Concentrations of TGF-β1 and -β2 in breast colostrum were measured with the Quantikine Human TGF-β1 and TGF-β2 Immunoassays (R & D Systems, Minneapolis, MN). Activation of TGF-β1 in colostrum was performed as described for cell culture supernatants with 1N HCl (1/5 of the sample volume) for 10 min and neutralized with 1.2 N NaOH/0.5 M HEPES.

SCD14 levels were measured with an ELISA kit from IBL Inc. (Hamburg, Germany, catalog number RE 592 71) according to instructions of the manufacturer.

Data analysis.

All measurements were transformed to logarithmic values to correct for the non-normal distribution. Geometric means and their 95% confidence intervals were calculated. In the whole study group as well as among those with long or short breast-feeding or positive or negative family history of atopy. Values of children with no atopic symptoms or IgE were compared with those of children with allergic symptoms and of children with symptoms and IgE (verified atopy).

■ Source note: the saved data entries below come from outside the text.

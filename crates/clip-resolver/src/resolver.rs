//! Scene-to-clip resolution.
//!
//! File scenes are checked and probed. Generation scenes are submitted to
//! the backend, polled to completion, fetched into the clips directory, and
//! probed. With `skip_existing`, a previously fetched `<clips_dir>/<id>.mp4`
//! short-circuits generation entirely.
//!
//! Up to `concurrency` scenes resolve at once. After cancellation no new
//! job is submitted, and in-flight polls are abandoned at their next
//! suspension point.

use std::path::{Path, PathBuf};
use std::sync::Arc;

use tokio::sync::Semaphore;
use tokio::task::JoinSet;
use tracing::{info, warn};

use mvgen_common::{with_retry, CancelToken, MvgenError, MvgenResult};
use mvgen_project_model::{
    resolve_relative, AspectRatio, ClipOrigin, GenerationDirective, MediaInfo, Resolution,
    ResolvedClip, Scene, SceneSource,
};

use crate::backend::{BackendError, GenerationBackend, GenerationRequest};
use crate::poller::{JobPoller, JobState};
use crate::probe::MediaProber;

/// Container of fetched generated clips.
pub const GENERATED_CLIP_EXTENSION: &str = "mp4";

/// Resolver settings.
#[derive(Debug, Clone)]
pub struct ResolverOptions {
    /// Maximum number of scenes resolving at once.
    pub concurrency: usize,

    /// Reuse previously generated clips.
    pub skip_existing: bool,

    /// Directory relative file references are resolved against.
    pub base_dir: PathBuf,

    /// Where generated clips are written.
    pub clips_dir: PathBuf,

    /// Output geometry forwarded to the backend.
    pub aspect_ratio: AspectRatio,
    pub resolution: Resolution,
}

/// What resolving a scene will do, without doing it.
#[derive(Debug, Clone, PartialEq, Eq)]
pub enum ResolveAction {
    /// Use a referenced file.
    UseFile { path: PathBuf, exists: bool },
    /// Reuse a previously generated clip.
    UseCached { path: PathBuf },
    /// Submit a generation job; the result lands at `path`.
    Generate { path: PathBuf },
}

/// Result of resolving one scene, tagged with its manifest position.
#[derive(Debug)]
pub struct SceneResolution {
    pub index: usize,
    pub scene_id: String,
    pub result: MvgenResult<ResolvedClip>,
}

/// Turns scenes into concrete, probed media files.
pub struct ClipResolver {
    backend: Option<Arc<dyn GenerationBackend>>,
    prober: Arc<dyn MediaProber>,
    poller: JobPoller,
    options: ResolverOptions,
    permits: Arc<Semaphore>,
}

impl ClipResolver {
    pub fn new(
        backend: Option<Arc<dyn GenerationBackend>>,
        prober: Arc<dyn MediaProber>,
        poller: JobPoller,
        options: ResolverOptions,
    ) -> Self {
        let permits = Arc::new(Semaphore::new(options.concurrency.max(1)));
        Self {
            backend,
            prober,
            poller,
            options,
            permits,
        }
    }

    pub fn options(&self) -> &ResolverOptions {
        &self.options
    }

    pub fn prober(&self) -> &Arc<dyn MediaProber> {
        &self.prober
    }

    /// Destination of a generated clip for `scene_id`.
    pub fn generated_path(&self, scene_id: &str) -> PathBuf {
        self.options
            .clips_dir
            .join(format!("{scene_id}.{GENERATED_CLIP_EXTENSION}"))
    }

    /// Decide how a scene would be resolved. Touches only the filesystem.
    pub fn plan(&self, scene: &Scene) -> ResolveAction {
        match &scene.source {
            SceneSource::File(file) => {
                let path = resolve_relative(&self.options.base_dir, &file.path);
                let exists = path.is_file();
                ResolveAction::UseFile { path, exists }
            }
            SceneSource::Generate(_) => {
                let path = self.generated_path(&scene.id);
                if self.options.skip_existing && path.is_file() {
                    ResolveAction::UseCached { path }
                } else {
                    ResolveAction::Generate { path }
                }
            }
        }
    }

    /// Resolve a single scene.
    pub async fn resolve(&self, scene: &Scene, cancel: &CancelToken) -> MvgenResult<ResolvedClip> {
        match &scene.source {
            SceneSource::File(file) => {
                let path = resolve_relative(&self.options.base_dir, &file.path);
                if !path.is_file() {
                    return Err(MvgenError::missing_asset(&scene.id, path));
                }
                let media = self.probe_clip(&path).await?;
                info!(
                    scene = %scene.id,
                    path = %path.display(),
                    duration_secs = media.duration_secs,
                    "Resolved file scene"
                );
                Ok(ResolvedClip::ready(&scene.id, path, ClipOrigin::File, media))
            }
            SceneSource::Generate(directive) => {
                if let ResolveAction::UseCached { path } = self.plan(scene) {
                    match self.probe_clip(&path).await {
                        Ok(media) => {
                            info!(scene = %scene.id, path = %path.display(), "Reusing existing clip");
                            return Ok(ResolvedClip::ready(
                                &scene.id,
                                path,
                                ClipOrigin::Cached,
                                media,
                            ));
                        }
                        Err(e) => {
                            warn!(scene = %scene.id, error = %e, "Existing clip unreadable, regenerating");
                        }
                    }
                }
                self.generate(scene, directive, cancel).await
            }
        }
    }

    async fn generate(
        &self,
        scene: &Scene,
        directive: &GenerationDirective,
        cancel: &CancelToken,
    ) -> MvgenResult<ResolvedClip> {
        let backend = self.backend.as_ref().ok_or_else(|| {
            MvgenError::generation_failed(&scene.id, "no generation backend configured")
        })?;

        if cancel.is_cancelled() {
            return Err(MvgenError::cancelled(&scene.id));
        }

        let request = GenerationRequest {
            scene_id: scene.id.clone(),
            prompt: directive.prompt.clone(),
            duration_secs: scene.duration_secs,
            aspect_ratio: self.options.aspect_ratio.to_string(),
            resolution: self.options.resolution.to_string(),
            params: directive.params.clone(),
        };

        let transient = |e: &BackendError| e.is_transient();
        let job = tokio::select! {
            _ = cancel.cancelled() => return Err(MvgenError::cancelled(&scene.id)),
            r = with_retry(&self.poller.retry, "submit", transient, || backend.submit(&request)) => r,
        }
        .map_err(|e| MvgenError::generation_failed(&scene.id, e.to_string()))?;

        info!(
            scene = %scene.id,
            backend = backend.name(),
            job_id = %job.job_id,
            "Waiting for generation"
        );

        let asset = match self.poller.wait(backend.as_ref(), &job, cancel).await {
            JobState::Ready(asset) => asset,
            JobState::Failed(reason) => {
                return Err(MvgenError::generation_failed(&scene.id, reason))
            }
            JobState::TimedOut { waited } => {
                return Err(MvgenError::GenerationTimeout {
                    scene_id: scene.id.clone(),
                    waited_secs: waited.as_secs_f64(),
                })
            }
            JobState::Cancelled | JobState::Submitted | JobState::Polling { .. } => {
                return Err(MvgenError::cancelled(&scene.id))
            }
        };

        let dest = self.generated_path(&scene.id);
        let part = dest.with_extension(format!("{GENERATED_CLIP_EXTENSION}.part"));
        tokio::fs::create_dir_all(&self.options.clips_dir).await?;
        let fetched = tokio::select! {
            _ = cancel.cancelled() => Err(MvgenError::cancelled(&scene.id)),
            r = with_retry(&self.poller.retry, "fetch", transient, || backend.fetch(&asset, &part)) => {
                r.map_err(|e| MvgenError::generation_failed(&scene.id, format!("fetch failed: {e}")))
            }
        };
        if let Err(e) = fetched {
            remove_quietly(&part).await;
            return Err(e);
        }
        tokio::fs::rename(&part, &dest).await?;

        let media = self.probe_clip(&dest).await?;
        info!(
            scene = %scene.id,
            path = %dest.display(),
            duration_secs = media.duration_secs,
            "Generated clip fetched"
        );
        Ok(ResolvedClip::ready(&scene.id, dest, ClipOrigin::Generated, media))
    }

    /// Spawn resolution of `scenes` on a [`JoinSet`], bounded by the
    /// concurrency limit. Results arrive in completion order; each carries
    /// its manifest index.
    pub fn spawn_all(
        self: &Arc<Self>,
        scenes: Vec<(usize, Scene)>,
        cancel: &CancelToken,
    ) -> JoinSet<SceneResolution> {
        let mut set = JoinSet::new();
        for (index, scene) in scenes {
            let resolver = Arc::clone(self);
            let cancel = cancel.clone();
            set.spawn(async move {
                let scene_id = scene.id.clone();
                let result = resolver.resolve_with_permit(&scene, &cancel).await;
                SceneResolution {
                    index,
                    scene_id,
                    result,
                }
            });
        }
        set
    }

    /// Resolve all scenes and return results in manifest order.
    pub async fn resolve_all(
        self: &Arc<Self>,
        scenes: &[Scene],
        cancel: &CancelToken,
    ) -> Vec<SceneResolution> {
        let indexed = scenes.iter().cloned().enumerate().collect();
        let mut set = self.spawn_all(indexed, cancel);
        let mut results = Vec::with_capacity(scenes.len());
        while let Some(joined) = set.join_next().await {
            match joined {
                Ok(resolution) => results.push(resolution),
                Err(e) => warn!(error = %e, "Resolver task panicked"),
            }
        }
        results.sort_by_key(|r| r.index);
        results
    }

    /// Probe a clip, rejecting media that reports no playable duration.
    async fn probe_clip(&self, path: &Path) -> MvgenResult<MediaInfo> {
        let media = self.prober.probe(path).await?;
        if !media.duration_secs.is_finite() || media.duration_secs <= 0.0 {
            return Err(MvgenError::probe(path, "clip reports zero duration"));
        }
        Ok(media)
    }

    async fn resolve_with_permit(
        &self,
        scene: &Scene,
        cancel: &CancelToken,
    ) -> MvgenResult<ResolvedClip> {
        let _permit = tokio::select! {
            _ = cancel.cancelled() => return Err(MvgenError::cancelled(&scene.id)),
            permit = Arc::clone(&self.permits).acquire_owned() => {
                permit.map_err(|_| MvgenError::state("resolver semaphore closed"))?
            }
        };
        if cancel.is_cancelled() {
            return Err(MvgenError::cancelled(&scene.id));
        }
        self.resolve(scene, cancel).await
    }
}

async fn remove_quietly(path: &Path) {
    if let Err(e) = tokio::fs::remove_file(path).await {
        if e.kind() != std::io::ErrorKind::NotFound {
            warn!(path = %path.display(), error = %e, "Failed to remove partial download");
        }
    }
}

The parameters measured for breast milk were dichotomized, and independent associations of these factors as well as that of length of breast-feeding and a family history on atopy were analyzed by multivariate stepwise logistic regression analysis by the forward selection method. Associations with symptoms of atopy and verified atopy were studied among the whole study group, those with long or short breast-feeding, and those with or without family history for atopy. Statistical analysis was done with the SPSS software package (version 11 for Windows, Chicago IL). Statistical significance was interpreted as two-sided alpha values <0.05.

Ethics.

The study was approved by the Ethics Committee of the Hospital for Children and Adolescents, University of Helsinki. Informed consent from the parents of the children to participate in the study was obtained.

RESULTS

Concentrations of total IgA, IgA CM, and casein antibodies, of TGF-β1 and -β2, and sCD14 in colostrum of atopic and nonatopic mothers.

Mothers with any symptom suggestive of atopy had significantly lower concentrations of sCD14 in the colostrum than mothers without atopic symptoms. When mothers with asthma or two or more symptoms were compared with those nonatopic, the difference was no longer significant (Table 2).

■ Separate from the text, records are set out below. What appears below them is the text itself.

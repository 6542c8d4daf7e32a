//! Composition planning: turns reconciled clips into one ffmpeg invocation.
//!
//! ```text
//! clip 0 ── timing ── normalize ──┐
//! clip 1 ── timing ── normalize ──┼── concat / xfade ── drawtext ── [vout]
//! clip N ── timing ── normalize ──┘
//! music ─── loop/trim ── volume ── afade ──────────────────────── [aout]
//! ```
//!
//! Planning is pure: nothing here touches the output path, so a planning
//! failure (`TransitionOverlap`, `AudioSync`) leaves the filesystem as it was.

use std::path::{Path, PathBuf};

use mvgen_audio_ai::TranscriptionSegment;
use mvgen_common::{MvgenError, MvgenResult};
use mvgen_processing_core::{normalize_geometry, TimelineLayout};
use mvgen_project_model::{
    Manifest, OutputFormat, OverlayPosition, Quality, ReconcilePlan, ReconciledClip, Resolution,
    SubtitleSource, TextStyle, DEFAULT_MARGIN_PX,
};

const AUDIO_SAMPLE_RATE: u32 = 48_000;

/// The music track as handed to the compositor.
#[derive(Debug, Clone, PartialEq)]
pub struct AudioInput {
    /// Absolute path to the audio file.
    pub path: PathBuf,
    /// Probed duration, when known.
    pub duration_secs: Option<f64>,
}

/// One ffmpeg input with its input-side options.
#[derive(Debug, Clone, PartialEq)]
pub struct InputSpec {
    /// Options placed before `-i` (e.g. `-stream_loop`).
    pub options: Vec<String>,
    /// The `-i` argument.
    pub source: String,
}

impl InputSpec {
    fn file(path: &Path) -> Self {
        Self {
            options: Vec::new(),
            source: path.display().to_string(),
        }
    }

    fn looped_file(path: &Path) -> Self {
        Self {
            options: vec!["-stream_loop".to_string(), "-1".to_string()],
            source: path.display().to_string(),
        }
    }

    fn silence(duration_secs: f64) -> Self {
        Self {
            options: vec![
                "-f".to_string(),
                "lavfi".to_string(),
                "-t".to_string(),
                format!("{duration_secs:.6}"),
            ],
            source: format!("anullsrc=channel_layout=stereo:sample_rate={AUDIO_SAMPLE_RATE}"),
        }
    }
}

/// Everything needed to encode the final video.
#[derive(Debug, Clone)]
pub struct CompositionPlan {
    pub inputs: Vec<InputSpec>,
    pub filter_graph: String,
    pub video_label: String,
    pub audio_label: String,
    pub codec_args: Vec<String>,
    pub layout: TimelineLayout,
    pub resolution: Resolution,
    pub format: OutputFormat,
    pub quality: Quality,
    /// Subtitle cues burned into the video, in output time.
    pub cues: Vec<TranscriptionSegment>,
}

Table 2 Concentrations of IgA cow's milk and casein antibodies, total IgA, TGF-β1 and -β2, and soluble CD14 in the colostrum of mothers classified by their symptoms of atopy

Risks for verified atopy.

In the whole study group, negative family history for atopy significantly reduced risk for verified atopy [odds ratio (OR), 0.32; 95% confidence interval (CI), 0.14–0.72; p = 0.006]. This was due to the reduction of risk among those with short breast-feeding (OR, 0.16; 95% CI, 0.04–0.67; p = 0.012), whereas, among those with long breast-feeding, the reduction was not significant (OR, 0.56; 95% CI, 0.2–2.0; p = 0.45). Low concentration of IgA casein antibodies in colostrum was a significant risk for verified atopy in the whole group (OR, 2.36; 95% CI, 1.05–5.3; p = 0.04). Among the children having had long breast-feeding, a low concentration of sCD14 tended to increase the risk for verified atopy (OR, 3.4; 95% CI, 1.0–12; p = 0.06).

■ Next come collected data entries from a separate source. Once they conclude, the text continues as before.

#[tokio::test]
async fn test_full_run_reconciles_every_scene_and_exports() {
    let h = Harness::new(StubBackend::default());
    let mut pipeline = h.pipeline(&three_scenes(), h.options());

    let report = pipeline.run(&CancelToken::never(), None).await.unwrap();

    assert!(report.is_success(), "{report:?}");
    assert_eq!(report.exit_code(), 0);
    assert_eq!(report.succeeded, vec!["intro", "verse", "outro"]);
    assert_eq!(report.output_path.as_deref(), Some(h.output().as_path()));
    assert!((report.total_duration_secs.unwrap() - 9.0).abs() < 1e-6);
    assert!(h.output().is_file());
    assert_eq!(h.backend.submits(), 3);
    assert_eq!(*h.render.scenes.lock().unwrap(), vec!["intro", "verse", "outro"]);

    let state = h.saved_state();
    assert!(state.all_reconciled());
    assert_eq!(state.output_path.as_deref(), Some(h.output().as_path()));
    assert!(matches!(
        state.record("intro").unwrap().plan,
        Some(ReconcilePlan::Trim { .. })
    ));
    assert!(matches!(
        state.record("outro").unwrap().plan,
        Some(ReconcilePlan::Loop { .. })
    ));
}

#[tokio::test]
async fn test_failed_scene_blocks_output_and_is_reported() {
    let h = Harness::new(StubBackend::failing(&["verse"]));
    let mut pipeline = h.pipeline(&three_scenes(), h.options());

    let report = pipeline.run(&CancelToken::never(), None).await.unwrap();

    assert_eq!(report.failed_ids(), vec!["verse"]);
    assert_eq!(report.failed[0].stage, SceneStage::Resolving);
    assert!(report.failed[0].error.contains("content policy"));
    assert_eq!(report.succeeded, vec!["intro", "outro"]);
    assert_eq!(report.output_path, None);
    assert_eq!(report.exit_code(), 1);
    assert_eq!(h.render_calls(), 0);
    assert!(!h.output().exists());
}

#[tokio::test]
async fn test_resume_retries_only_unfinished_scenes() {
    let h = Harness::new(StubBackend::failing(&["verse"]));
    let manifest = three_scenes();

    let first = h
        .pipeline(&manifest, h.options())
        .run(&CancelToken::never(), None)
        .await
        .unwrap();
    assert_eq!(first.failed_ids(), vec!["verse"]);
    assert_eq!(h.backend.submits(), 3);

    h.backend.heal();
    let mut resumed = h.pipeline(&manifest, h.options());
    assert_eq!(resumed.state().stage("intro"), Some(SceneStage::Reconciled));
    let second = resumed.run(&CancelToken::never(), None).await.unwrap();

    assert!(second.is_success(), "{second:?}");
    assert_eq!(h.backend.submits(), 4);
    assert_eq!(h.saved_state().record("verse").unwrap().attempts, 2);
}

#[tokio::test]
async fn test_allow_partial_composites_the_reconciled_subset() {
    let h = Harness::new(StubBackend::failing(&["verse"]));
    let mut options = h.options();
    options.allow_partial = true;
    let mut pipeline = h.pipeline(&three_scenes(), options);

    let report = pipeline.run(&CancelToken::never(), None).await.unwrap();

    assert_eq!(report.exit_code(), 2);
    assert_eq!(report.failed_ids(), vec!["verse"]);
    assert!(h.output().is_file());
    assert_eq!(*h.render.scenes.lock().unwrap(), vec!["intro", "outro"]);
}

#[tokio::test]
async fn test_cancelled_run_submits_nothing_and_can_resume() {
    let h = Harness::new(StubBackend::default());
    let manifest = three_scenes();
    let (handle, token) = CancelHandle::new();
    handle.cancel();

    let report = h
        .pipeline(&manifest, h.options())
        .run(&token, None)
        .await
        .unwrap();

    assert_eq!(h.backend.submits(), 0);
    assert_eq!(report.failed.len(), 3);
    assert!(report
        .failed
        .iter()
        .all(|f| f.stage == SceneStage::Cancelled));
    let state = h.saved_state();
    assert!(state
        .scenes
        .iter()
        .all(|r| r.stage == SceneStage::Cancelled));

    let resumed = h
        .pipeline(&manifest, h.options())
        .run(&CancelToken::never(), None)
        .await
        .unwrap();
    assert!(resumed.is_success());
    assert_eq!(h.backend.submits(), 3);
}
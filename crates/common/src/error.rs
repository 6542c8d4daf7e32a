//! Error types shared across mvgen crates.

use std::path::PathBuf;

/// Top-level error type for mvgen operations.
///
/// Scene-local variants carry the scene id so the orchestrator can record the
/// failure against that scene and keep going with the rest of the manifest.
#[derive(Debug, thiserror::Error)]
pub enum MvgenError {
    #[error("Validation error in `{field}`: {message}")]
    Validation { field: String, message: String },

    #[error("Scene `{scene_id}`: missing asset {path}")]
    MissingAsset { scene_id: String, path: PathBuf },

    #[error("Scene `{scene_id}`: generation timed out after {waited_secs:.1}s")]
    GenerationTimeout { scene_id: String, waited_secs: f64 },

    #[error("Scene `{scene_id}`: generation failed: {reason}")]
    GenerationFailed { scene_id: String, reason: String },

    #[error("Scene `{scene_id}`: reconciliation failed: {message}")]
    Reconciliation { scene_id: String, message: String },

    #[error(
        "Scene `{scene_id}`: transition needs {overlap_secs:.3}s of overlap but only {available_secs:.3}s is available"
    )]
    TransitionOverlap {
        scene_id: String,
        overlap_secs: f64,
        available_secs: f64,
    },

    #[error("Audio sync error: {message}")]
    AudioSync { message: String },

    #[error("Encode error: {message}")]
    Encode { message: String },

    #[error("Probe error for {path}: {message}")]
    Probe { path: PathBuf, message: String },

    #[error("Scene `{scene_id}`: cancelled")]
    Cancelled { scene_id: String },

    #[error("Run state error: {message}")]
    State { message: String },

    #[error("Configuration error: {message}")]
    Config { message: String },

    #[error("Unsupported operation: {message}")]
    Unsupported { message: String },

    #[error(transparent)]
    Io(#[from] std::io::Error),

    #[error(transparent)]
    Json(#[from] serde_json::Error),

    #[error(transparent)]
    Other(#[from] anyhow::Error),
}

/// Result type alias using MvgenError.
pub type MvgenResult<T> = Result<T, MvgenError>;

impl MvgenError {
    pub fn validation(field: impl Into<String>, msg: impl Into<String>) -> Self {
        Self::Validation {
            field: field.into(),
            message: msg.into(),
        }
    }

    pub fn missing_asset(scene_id: impl Into<String>, path: impl Into<PathBuf>) -> Self {
        Self::MissingAsset {
            scene_id: scene_id.into(),
            path: path.into(),
        }
    }

    pub fn generation_failed(scene_id: impl Into<String>, reason: impl Into<String>) -> Self {
        Self::GenerationFailed {
            scene_id: scene_id.into(),
            reason: reason.into(),
        }
    }

    pub fn reconciliation(scene_id: impl Into<String>, msg: impl Into<String>) -> Self {
        Self::Reconciliation {
            scene_id: scene_id.into(),
            message: msg.into(),
        }
    }

    pub fn audio_sync(msg: impl Into<String>) -> Self {
        Self::AudioSync {
            message: msg.into(),
        }
    }

    pub fn encode(msg: impl Into<String>) -> Self {
        Self::Encode {
            message: msg.into(),
        }
    }

    pub fn probe(path: impl Into<PathBuf>, msg: impl Into<String>) -> Self {
        Self::Probe {
            path: path.into(),
            message: msg.into(),
        }
    }

    pub fn cancelled(scene_id: impl Into<String>) -> Self {
        Self::Cancelled {
            scene_id: scene_id.into(),
        }
    }

    pub fn state(msg: impl Into<String>) -> Self {
        Self::State {
            message: msg.into(),
        }
    }

    pub fn config(msg: impl Into<String>) -> Self {
        Self::Config {
            message: msg.into(),
        }
    }

    pub fn unsupported(msg: impl Into<String>) -> Self {
        Self::Unsupported {
            message: msg.into(),
        }
    }

    /// Scene the error is attributed to, if any.
    pub fn scene_id(&self) -> Option<&str> {
        match self {
            Self::MissingAsset { scene_id, .. }
            | Self::GenerationTimeout { scene_id, .. }
            | Self::GenerationFailed { scene_id, .. }
            | Self::Reconciliation { scene_id, .. }
            | Self::TransitionOverlap { scene_id, .. }
            | Self::Cancelled { scene_id } => Some(scene_id),
            _ => None,
        }
    }

    /// Errors that fail a single scene without affecting its siblings.
    pub fn is_scene_local(&self) -> bool {
        matches!(
            self,
            Self::MissingAsset { .. }
                | Self::GenerationTimeout { .. }
                | Self::GenerationFailed { .. }
                | Self::Reconciliation { .. }
                | Self::Probe { .. }
                | Self::Cancelled { .. }
        )
    }

    /// Errors raised while compositing; these abort the run with no output.
    pub fn is_compositor_fatal(&self) -> bool {
        matches!(
            self,
            Self::TransitionOverlap { .. } | Self::AudioSync { .. } | Self::Encode { .. }
        )
    }
}

#[cfg(test)]
mod tests {
    use super::*;

    #[test]
    fn test_scene_id_is_exposed_for_scene_errors() {
        let err = MvgenError::missing_asset("intro", "/tmp/intro.mp4");
        assert_eq!(err.scene_id(), Some("intro"));
        assert!(err.is_scene_local());
        assert!(!err.is_compositor_fatal());
    }

    #[test]
    fn test_compositor_errors_are_fatal() {
        let err = MvgenError::TransitionOverlap {
            scene_id: "verse".to_string(),
            overlap_secs: 1.0,
            available_secs: 0.5,
        };
        assert!(err.is_compositor_fatal());
        assert!(!err.is_scene_local());
        assert!(MvgenError::encode("ffmpeg exited with 1").is_compositor_fatal());
        assert!(MvgenError::audio_sync("no audio").is_compositor_fatal());
    }

    #[test]
    fn test_validation_message_names_field() {
        let err = MvgenError::validation("scenes[1].duration", "must be positive");
        assert_eq!(
            err.to_string(),
            "Validation error in `scenes[1].duration`: must be positive"
        );
    }
}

Concentrations of total IgA, IgA CM, and casein antibodies, of sCD14, and of TGF-β1 and -β2 in colostrum.

Figures 15 show geometric mean levels and 95% CI for total IgA, IgA CM antibodies, IgA casein antibodies, sCD14, and TGF-β2 in the whole study group, and among those with either short or long breast-feeding classified on the basis of atopy of children at age 4 y. Further, significant findings among those with or without a family history of atopy and in the single groups are presented. Comparison of concentration of total IgA to atopic findings of the child at age 4 y showed no difference in the whole study group (Fig. 1). IgA was significantly higher in colostrum of mothers with short breast-feeding whose children showed verified atopy (p = 0.016). In the group with long breast-feeding and negative family atopy, those mothers whose children showed verified atopy had a lower IgA concentration (p = 0.033).

Figure 1
figure1

Geometric mean and 95% CI of concentration of total IgA in colostrum of mothers with children having no symptoms of atopy ([□]), with one or more atopic symptoms (▪), or with verified atopy (□, symptoms and IgE sensitization) in the whole group (A), among those with either long (B) or short (C) breast-feeding. These three groups are shown in all graphs (panels A–C). (C) Among those with short breast-feeding, a significant difference between those with verified atopy (n = 20) and those with no symptoms of atopy (n = 52). * p = 0.016. (D) In the group with long breast-feeding and negative family history of atopy (FA-neg.), a significant difference between those with verified atopy (n = 7) and no symptoms of atopy (n = 52). † p = 0.033.

Figure 5
figure5

(A–C) Geometric mean and 95% CI of concentrations of TGF-β2 in the same groups as in Figure 1; atopy (□), symptoms of atopy (▪), verified atopy (□).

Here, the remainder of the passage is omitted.